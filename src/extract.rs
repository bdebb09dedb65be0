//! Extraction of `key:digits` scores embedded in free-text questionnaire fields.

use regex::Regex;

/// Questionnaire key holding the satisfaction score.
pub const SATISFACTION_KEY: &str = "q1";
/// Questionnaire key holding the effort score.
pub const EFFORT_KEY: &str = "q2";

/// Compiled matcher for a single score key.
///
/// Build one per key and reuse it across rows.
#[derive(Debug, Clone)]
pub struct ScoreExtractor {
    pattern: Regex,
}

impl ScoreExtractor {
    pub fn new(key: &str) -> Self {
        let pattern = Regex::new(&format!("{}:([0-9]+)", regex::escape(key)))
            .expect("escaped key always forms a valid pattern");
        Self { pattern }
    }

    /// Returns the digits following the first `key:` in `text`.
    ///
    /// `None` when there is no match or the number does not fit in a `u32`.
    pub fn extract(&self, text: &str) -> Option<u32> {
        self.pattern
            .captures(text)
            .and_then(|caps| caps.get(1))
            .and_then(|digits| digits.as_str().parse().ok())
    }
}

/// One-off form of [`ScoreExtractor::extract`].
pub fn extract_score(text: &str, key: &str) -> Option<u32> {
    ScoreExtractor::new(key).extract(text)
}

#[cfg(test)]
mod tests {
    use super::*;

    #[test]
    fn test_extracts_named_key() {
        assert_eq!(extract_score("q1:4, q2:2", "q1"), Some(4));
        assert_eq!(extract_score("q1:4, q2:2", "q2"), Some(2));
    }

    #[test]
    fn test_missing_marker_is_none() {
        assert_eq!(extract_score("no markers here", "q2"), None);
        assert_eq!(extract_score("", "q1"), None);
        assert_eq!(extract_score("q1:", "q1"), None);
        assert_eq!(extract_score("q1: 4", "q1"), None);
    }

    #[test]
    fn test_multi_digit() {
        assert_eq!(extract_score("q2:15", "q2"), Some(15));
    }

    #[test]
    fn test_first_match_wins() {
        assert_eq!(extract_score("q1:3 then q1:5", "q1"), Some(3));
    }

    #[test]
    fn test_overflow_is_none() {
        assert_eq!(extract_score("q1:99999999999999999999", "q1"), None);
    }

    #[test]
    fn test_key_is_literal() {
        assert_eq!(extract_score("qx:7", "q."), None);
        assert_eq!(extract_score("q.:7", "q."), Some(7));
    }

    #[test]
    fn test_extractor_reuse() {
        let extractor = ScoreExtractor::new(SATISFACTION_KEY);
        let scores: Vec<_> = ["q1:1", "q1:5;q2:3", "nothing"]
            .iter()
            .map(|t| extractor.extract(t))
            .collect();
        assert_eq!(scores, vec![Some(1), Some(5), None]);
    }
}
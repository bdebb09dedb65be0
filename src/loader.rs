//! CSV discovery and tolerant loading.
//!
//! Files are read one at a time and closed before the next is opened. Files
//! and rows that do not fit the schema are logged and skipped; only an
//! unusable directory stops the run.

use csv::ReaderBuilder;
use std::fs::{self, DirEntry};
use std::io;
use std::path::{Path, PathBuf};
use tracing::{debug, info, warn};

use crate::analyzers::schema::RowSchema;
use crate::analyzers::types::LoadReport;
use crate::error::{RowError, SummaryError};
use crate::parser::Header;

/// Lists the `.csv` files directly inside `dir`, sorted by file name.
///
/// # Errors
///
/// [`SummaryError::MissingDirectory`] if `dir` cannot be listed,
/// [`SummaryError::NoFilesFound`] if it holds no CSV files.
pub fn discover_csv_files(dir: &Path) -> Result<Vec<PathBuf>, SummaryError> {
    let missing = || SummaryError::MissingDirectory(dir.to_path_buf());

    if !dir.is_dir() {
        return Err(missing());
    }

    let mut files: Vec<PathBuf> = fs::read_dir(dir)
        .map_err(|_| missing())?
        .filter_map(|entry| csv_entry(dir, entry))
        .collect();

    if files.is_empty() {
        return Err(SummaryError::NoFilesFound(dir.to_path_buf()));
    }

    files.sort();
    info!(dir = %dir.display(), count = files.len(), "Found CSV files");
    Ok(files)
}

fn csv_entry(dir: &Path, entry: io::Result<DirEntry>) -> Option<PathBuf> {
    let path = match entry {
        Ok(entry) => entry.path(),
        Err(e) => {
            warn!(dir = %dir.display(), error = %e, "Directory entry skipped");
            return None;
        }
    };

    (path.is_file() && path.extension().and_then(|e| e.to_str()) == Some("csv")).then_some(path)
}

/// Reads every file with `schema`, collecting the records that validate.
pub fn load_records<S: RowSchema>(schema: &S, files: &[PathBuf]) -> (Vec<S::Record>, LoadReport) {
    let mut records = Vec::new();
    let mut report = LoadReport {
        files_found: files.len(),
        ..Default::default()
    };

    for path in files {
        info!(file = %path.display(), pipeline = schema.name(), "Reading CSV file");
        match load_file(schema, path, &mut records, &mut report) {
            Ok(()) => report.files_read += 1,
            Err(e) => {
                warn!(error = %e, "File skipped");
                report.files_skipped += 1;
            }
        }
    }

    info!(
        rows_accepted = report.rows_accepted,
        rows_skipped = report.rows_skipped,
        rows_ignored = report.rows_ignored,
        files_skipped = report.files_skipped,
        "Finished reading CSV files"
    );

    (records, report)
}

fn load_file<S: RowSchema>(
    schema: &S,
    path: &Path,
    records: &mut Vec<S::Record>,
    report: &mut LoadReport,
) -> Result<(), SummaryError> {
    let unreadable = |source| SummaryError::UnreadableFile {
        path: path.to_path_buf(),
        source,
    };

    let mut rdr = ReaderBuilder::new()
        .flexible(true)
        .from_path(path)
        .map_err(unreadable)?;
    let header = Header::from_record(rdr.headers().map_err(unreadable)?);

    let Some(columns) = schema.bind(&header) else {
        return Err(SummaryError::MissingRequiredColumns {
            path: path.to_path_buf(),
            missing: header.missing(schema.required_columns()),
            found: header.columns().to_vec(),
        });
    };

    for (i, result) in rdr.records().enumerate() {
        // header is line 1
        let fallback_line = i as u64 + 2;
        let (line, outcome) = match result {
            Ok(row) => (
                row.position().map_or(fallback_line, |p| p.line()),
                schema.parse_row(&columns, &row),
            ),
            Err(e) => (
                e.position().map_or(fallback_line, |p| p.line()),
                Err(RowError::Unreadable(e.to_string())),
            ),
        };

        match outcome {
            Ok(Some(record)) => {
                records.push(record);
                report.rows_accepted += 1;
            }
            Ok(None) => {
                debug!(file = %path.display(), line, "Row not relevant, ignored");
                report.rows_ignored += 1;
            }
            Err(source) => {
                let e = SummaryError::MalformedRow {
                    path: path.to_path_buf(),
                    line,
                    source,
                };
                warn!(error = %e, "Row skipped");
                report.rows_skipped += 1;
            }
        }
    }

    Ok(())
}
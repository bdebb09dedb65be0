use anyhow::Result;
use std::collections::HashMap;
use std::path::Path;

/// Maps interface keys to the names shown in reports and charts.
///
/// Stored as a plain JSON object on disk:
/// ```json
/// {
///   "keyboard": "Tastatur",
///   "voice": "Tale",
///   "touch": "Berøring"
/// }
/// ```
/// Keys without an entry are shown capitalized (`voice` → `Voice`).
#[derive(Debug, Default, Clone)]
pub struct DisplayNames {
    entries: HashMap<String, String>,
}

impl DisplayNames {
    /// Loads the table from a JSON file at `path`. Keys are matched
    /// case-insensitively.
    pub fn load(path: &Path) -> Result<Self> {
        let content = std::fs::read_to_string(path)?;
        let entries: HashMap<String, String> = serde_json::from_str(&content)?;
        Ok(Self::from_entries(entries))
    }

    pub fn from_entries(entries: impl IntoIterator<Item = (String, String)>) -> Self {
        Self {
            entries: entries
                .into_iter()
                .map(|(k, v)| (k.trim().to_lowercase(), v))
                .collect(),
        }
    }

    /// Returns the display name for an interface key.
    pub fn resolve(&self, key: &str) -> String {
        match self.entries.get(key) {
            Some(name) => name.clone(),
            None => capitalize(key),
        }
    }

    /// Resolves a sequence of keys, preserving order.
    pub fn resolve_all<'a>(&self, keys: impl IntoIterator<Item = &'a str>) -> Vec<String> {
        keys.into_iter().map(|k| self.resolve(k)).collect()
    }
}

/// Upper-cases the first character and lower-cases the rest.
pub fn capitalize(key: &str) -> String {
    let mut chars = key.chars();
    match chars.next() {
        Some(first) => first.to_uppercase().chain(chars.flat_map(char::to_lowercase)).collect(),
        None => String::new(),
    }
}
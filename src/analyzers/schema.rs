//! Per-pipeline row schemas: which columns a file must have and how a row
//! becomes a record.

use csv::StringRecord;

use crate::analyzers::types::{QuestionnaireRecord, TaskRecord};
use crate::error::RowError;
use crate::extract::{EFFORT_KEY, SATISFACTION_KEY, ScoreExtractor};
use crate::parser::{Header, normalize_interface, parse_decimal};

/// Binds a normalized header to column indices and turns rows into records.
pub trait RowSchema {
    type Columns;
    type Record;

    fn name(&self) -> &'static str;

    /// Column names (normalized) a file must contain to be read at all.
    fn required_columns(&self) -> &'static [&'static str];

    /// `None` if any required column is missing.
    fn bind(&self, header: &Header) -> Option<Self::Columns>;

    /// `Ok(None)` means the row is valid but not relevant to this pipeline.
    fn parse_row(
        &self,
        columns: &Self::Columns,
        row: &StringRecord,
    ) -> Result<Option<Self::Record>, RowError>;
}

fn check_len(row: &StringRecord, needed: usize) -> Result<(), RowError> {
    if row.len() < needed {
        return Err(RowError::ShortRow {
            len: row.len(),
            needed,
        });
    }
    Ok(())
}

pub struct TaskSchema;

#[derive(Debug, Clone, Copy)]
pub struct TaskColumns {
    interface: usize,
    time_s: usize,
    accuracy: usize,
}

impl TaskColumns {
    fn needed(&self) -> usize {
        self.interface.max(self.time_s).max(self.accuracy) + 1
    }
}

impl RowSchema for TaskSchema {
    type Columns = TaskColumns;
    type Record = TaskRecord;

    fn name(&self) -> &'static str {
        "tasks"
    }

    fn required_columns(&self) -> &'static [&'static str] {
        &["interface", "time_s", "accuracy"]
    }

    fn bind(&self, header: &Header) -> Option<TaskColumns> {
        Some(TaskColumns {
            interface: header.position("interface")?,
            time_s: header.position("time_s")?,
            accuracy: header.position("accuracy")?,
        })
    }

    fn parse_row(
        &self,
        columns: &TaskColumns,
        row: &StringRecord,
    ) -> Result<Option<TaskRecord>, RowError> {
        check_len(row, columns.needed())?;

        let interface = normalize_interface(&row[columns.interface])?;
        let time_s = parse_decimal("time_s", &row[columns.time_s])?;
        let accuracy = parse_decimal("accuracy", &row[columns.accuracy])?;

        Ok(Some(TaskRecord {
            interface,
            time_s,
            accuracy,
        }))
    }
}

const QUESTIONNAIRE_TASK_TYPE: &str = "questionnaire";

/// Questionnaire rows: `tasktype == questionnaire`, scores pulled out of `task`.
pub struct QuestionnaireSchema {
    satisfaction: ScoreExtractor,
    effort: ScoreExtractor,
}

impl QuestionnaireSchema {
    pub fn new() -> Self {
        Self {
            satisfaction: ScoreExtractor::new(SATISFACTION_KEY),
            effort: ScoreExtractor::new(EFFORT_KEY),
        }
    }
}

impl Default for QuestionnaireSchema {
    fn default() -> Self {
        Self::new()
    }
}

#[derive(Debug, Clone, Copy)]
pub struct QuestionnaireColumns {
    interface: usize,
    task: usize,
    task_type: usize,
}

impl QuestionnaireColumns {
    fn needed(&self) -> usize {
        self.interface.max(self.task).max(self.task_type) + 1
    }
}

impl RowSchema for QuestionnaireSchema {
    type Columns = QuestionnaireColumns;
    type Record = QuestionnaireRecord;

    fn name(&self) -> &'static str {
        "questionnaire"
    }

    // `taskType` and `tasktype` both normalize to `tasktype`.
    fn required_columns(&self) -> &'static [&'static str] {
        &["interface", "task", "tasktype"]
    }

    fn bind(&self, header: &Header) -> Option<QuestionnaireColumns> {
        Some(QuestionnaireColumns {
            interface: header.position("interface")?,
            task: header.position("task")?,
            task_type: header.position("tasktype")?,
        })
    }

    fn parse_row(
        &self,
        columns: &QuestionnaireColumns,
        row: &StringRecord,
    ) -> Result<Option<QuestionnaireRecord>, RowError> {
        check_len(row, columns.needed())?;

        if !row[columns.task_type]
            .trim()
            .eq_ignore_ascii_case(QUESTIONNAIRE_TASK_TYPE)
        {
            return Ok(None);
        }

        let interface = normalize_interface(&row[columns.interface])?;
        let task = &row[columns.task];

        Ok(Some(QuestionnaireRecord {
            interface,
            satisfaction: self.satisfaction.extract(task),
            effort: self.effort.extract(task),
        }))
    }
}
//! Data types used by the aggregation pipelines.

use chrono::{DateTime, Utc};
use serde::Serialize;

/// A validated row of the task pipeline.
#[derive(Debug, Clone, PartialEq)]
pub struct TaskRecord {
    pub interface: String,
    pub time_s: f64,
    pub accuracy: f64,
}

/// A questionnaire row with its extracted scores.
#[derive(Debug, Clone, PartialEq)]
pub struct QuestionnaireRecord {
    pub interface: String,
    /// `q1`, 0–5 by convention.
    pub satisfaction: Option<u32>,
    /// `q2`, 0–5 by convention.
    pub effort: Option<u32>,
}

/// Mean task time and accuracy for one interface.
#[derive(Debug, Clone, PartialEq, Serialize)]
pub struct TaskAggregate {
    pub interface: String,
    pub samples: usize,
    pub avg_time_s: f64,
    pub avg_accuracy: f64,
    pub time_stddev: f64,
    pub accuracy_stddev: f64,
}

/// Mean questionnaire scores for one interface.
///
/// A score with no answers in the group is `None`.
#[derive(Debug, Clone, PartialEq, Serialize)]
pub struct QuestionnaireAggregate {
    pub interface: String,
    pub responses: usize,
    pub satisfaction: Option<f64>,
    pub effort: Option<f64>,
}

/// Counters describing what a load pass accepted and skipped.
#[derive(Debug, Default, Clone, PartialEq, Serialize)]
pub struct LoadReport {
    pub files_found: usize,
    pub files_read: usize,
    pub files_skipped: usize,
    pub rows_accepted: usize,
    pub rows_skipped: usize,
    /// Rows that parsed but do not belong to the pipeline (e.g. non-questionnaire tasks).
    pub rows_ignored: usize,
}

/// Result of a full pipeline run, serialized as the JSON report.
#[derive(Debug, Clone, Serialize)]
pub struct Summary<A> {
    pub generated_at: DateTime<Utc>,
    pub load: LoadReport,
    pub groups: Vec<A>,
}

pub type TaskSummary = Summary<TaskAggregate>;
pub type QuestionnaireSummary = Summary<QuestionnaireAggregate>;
|---|
Your instructions
Return the lines of the listing where the string "relevant" appears.

Task answer
                debug!(file = %path.display(), line, "Row not relevant, ignored");
    /// `Ok(None)` means the row is valid but not relevant to this pipeline.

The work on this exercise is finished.